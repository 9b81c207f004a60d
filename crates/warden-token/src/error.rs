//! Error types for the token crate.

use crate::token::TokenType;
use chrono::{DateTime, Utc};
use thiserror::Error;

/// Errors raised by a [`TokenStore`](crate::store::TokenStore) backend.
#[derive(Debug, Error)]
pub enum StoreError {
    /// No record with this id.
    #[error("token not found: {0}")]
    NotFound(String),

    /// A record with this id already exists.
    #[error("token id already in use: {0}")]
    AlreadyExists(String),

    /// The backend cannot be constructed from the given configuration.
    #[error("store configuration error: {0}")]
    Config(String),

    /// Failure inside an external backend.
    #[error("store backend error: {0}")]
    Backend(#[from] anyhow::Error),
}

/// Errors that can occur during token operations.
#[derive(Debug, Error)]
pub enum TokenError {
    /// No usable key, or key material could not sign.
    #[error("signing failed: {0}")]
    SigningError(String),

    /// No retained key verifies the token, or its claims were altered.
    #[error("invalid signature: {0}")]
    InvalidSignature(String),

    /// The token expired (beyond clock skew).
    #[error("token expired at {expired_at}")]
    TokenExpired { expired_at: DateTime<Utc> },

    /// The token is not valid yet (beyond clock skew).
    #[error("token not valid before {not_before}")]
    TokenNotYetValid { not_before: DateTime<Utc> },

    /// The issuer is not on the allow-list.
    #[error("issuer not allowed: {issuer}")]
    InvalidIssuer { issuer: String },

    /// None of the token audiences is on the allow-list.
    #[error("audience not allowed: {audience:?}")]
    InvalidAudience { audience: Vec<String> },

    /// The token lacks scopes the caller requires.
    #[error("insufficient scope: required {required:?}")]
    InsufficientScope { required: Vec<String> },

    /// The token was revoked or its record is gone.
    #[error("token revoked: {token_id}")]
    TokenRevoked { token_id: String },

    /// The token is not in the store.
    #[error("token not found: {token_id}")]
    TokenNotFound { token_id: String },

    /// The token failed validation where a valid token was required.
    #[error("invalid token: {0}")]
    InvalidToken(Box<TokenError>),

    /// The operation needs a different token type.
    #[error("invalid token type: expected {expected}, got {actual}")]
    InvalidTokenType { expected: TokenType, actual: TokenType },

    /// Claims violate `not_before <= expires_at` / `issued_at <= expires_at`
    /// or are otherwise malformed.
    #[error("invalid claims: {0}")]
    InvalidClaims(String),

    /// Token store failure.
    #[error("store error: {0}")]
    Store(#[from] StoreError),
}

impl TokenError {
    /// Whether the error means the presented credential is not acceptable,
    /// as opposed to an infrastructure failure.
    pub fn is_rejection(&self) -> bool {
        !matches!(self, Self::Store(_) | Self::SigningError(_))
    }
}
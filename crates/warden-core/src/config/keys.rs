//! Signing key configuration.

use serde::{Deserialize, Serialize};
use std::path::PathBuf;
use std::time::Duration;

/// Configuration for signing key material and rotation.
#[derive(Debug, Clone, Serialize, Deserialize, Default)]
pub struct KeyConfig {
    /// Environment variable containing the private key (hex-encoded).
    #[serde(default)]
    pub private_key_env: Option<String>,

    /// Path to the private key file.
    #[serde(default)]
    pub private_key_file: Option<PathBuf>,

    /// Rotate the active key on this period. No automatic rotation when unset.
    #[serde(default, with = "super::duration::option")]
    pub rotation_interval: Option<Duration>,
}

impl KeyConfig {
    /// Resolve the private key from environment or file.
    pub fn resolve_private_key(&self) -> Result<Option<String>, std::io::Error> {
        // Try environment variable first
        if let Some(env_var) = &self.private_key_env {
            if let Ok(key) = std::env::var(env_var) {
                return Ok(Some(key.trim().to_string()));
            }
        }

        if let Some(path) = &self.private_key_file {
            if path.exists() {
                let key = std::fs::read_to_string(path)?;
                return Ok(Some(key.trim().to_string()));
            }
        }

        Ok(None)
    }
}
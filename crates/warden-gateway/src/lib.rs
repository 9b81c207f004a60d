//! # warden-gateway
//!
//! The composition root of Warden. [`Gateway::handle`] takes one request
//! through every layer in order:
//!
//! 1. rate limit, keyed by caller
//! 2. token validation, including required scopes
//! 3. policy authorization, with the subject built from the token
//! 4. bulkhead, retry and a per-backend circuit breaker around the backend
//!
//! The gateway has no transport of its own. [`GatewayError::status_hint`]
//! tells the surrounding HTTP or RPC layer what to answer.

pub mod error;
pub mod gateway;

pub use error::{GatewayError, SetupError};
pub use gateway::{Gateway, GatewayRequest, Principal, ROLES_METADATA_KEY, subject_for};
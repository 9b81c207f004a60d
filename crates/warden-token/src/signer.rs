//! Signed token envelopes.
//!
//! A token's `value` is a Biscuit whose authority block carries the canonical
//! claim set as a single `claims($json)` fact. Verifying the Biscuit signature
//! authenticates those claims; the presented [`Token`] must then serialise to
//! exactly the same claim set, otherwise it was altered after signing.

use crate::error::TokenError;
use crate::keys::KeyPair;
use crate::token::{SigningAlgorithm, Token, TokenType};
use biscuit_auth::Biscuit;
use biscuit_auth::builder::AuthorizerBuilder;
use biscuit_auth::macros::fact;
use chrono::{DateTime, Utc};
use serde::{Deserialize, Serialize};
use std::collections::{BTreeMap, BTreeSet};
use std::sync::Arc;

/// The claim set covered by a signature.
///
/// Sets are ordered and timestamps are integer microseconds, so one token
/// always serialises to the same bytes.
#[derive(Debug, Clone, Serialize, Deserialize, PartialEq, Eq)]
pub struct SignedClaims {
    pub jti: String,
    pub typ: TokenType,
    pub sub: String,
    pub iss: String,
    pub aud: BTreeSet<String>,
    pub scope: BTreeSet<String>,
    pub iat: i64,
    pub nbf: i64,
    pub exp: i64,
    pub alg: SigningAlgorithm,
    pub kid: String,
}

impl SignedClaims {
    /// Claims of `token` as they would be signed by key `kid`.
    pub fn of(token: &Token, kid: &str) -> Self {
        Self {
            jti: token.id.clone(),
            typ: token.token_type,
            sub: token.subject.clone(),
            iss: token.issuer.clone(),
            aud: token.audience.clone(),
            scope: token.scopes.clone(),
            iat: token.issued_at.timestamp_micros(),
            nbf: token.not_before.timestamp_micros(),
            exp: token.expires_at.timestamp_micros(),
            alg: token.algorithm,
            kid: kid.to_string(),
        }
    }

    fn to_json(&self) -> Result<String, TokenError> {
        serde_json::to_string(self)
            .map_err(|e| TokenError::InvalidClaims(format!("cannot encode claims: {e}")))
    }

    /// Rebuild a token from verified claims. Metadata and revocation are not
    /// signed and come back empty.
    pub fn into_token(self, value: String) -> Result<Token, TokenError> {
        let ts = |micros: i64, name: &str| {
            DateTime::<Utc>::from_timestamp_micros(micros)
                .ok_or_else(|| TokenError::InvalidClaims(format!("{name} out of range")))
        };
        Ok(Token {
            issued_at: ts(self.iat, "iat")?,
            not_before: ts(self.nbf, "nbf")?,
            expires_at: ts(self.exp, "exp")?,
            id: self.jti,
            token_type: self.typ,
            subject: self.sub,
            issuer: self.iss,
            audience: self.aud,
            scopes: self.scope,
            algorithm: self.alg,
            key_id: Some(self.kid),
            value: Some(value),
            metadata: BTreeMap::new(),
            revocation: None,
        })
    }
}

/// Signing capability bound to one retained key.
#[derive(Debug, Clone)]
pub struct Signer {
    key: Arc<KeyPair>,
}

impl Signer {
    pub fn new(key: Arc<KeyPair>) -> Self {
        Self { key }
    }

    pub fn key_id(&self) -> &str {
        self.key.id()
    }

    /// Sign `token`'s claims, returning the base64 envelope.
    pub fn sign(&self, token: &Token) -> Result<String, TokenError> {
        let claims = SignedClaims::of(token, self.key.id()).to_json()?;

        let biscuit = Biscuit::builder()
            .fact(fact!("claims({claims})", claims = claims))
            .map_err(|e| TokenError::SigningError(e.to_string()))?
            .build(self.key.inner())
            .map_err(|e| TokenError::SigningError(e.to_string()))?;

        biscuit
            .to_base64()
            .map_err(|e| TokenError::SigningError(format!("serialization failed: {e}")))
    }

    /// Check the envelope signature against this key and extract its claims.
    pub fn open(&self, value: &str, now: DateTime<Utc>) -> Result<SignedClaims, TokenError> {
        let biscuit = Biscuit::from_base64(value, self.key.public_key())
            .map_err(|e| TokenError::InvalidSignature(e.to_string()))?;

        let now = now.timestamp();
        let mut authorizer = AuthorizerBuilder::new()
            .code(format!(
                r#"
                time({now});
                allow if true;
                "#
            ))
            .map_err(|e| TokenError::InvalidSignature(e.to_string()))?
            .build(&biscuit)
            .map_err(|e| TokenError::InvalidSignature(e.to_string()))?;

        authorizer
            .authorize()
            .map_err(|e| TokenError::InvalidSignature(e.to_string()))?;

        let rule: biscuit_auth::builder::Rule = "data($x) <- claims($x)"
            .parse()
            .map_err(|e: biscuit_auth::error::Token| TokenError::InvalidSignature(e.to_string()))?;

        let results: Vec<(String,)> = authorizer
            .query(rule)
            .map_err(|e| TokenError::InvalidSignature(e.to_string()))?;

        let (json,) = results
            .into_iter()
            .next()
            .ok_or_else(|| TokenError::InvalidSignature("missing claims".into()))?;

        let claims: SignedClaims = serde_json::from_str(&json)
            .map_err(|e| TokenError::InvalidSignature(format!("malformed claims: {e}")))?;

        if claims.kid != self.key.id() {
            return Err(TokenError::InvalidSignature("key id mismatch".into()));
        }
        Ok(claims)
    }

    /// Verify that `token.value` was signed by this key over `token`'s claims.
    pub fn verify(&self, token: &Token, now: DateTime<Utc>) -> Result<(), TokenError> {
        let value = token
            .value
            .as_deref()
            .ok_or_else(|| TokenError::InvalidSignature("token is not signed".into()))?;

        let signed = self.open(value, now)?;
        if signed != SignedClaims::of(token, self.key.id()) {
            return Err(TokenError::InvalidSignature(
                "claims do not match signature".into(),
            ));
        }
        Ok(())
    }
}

-----

EXERCISE PROMPT: Write out exactly the lines from the beginning of the material above through the line with "id already in", including both and omitting all others.

EXERCISE OUTPUT:
repository 9b81c207f004a60d
filename crates/warden-token/src/error.rs
//! Error types for the token crate.

use crate::token::TokenType;
use chrono::{DateTime, Utc};
use thiserror::Error;

/// Errors raised by a [`TokenStore`](crate::store::TokenStore) backend.
#[derive(Debug, Error)]
pub enum StoreError {
    /// No record with this id.
    #[error("token not found: {0}")]
    NotFound(String),

    /// A record with this id already exists.
    #[error("token id already in use: {0}")]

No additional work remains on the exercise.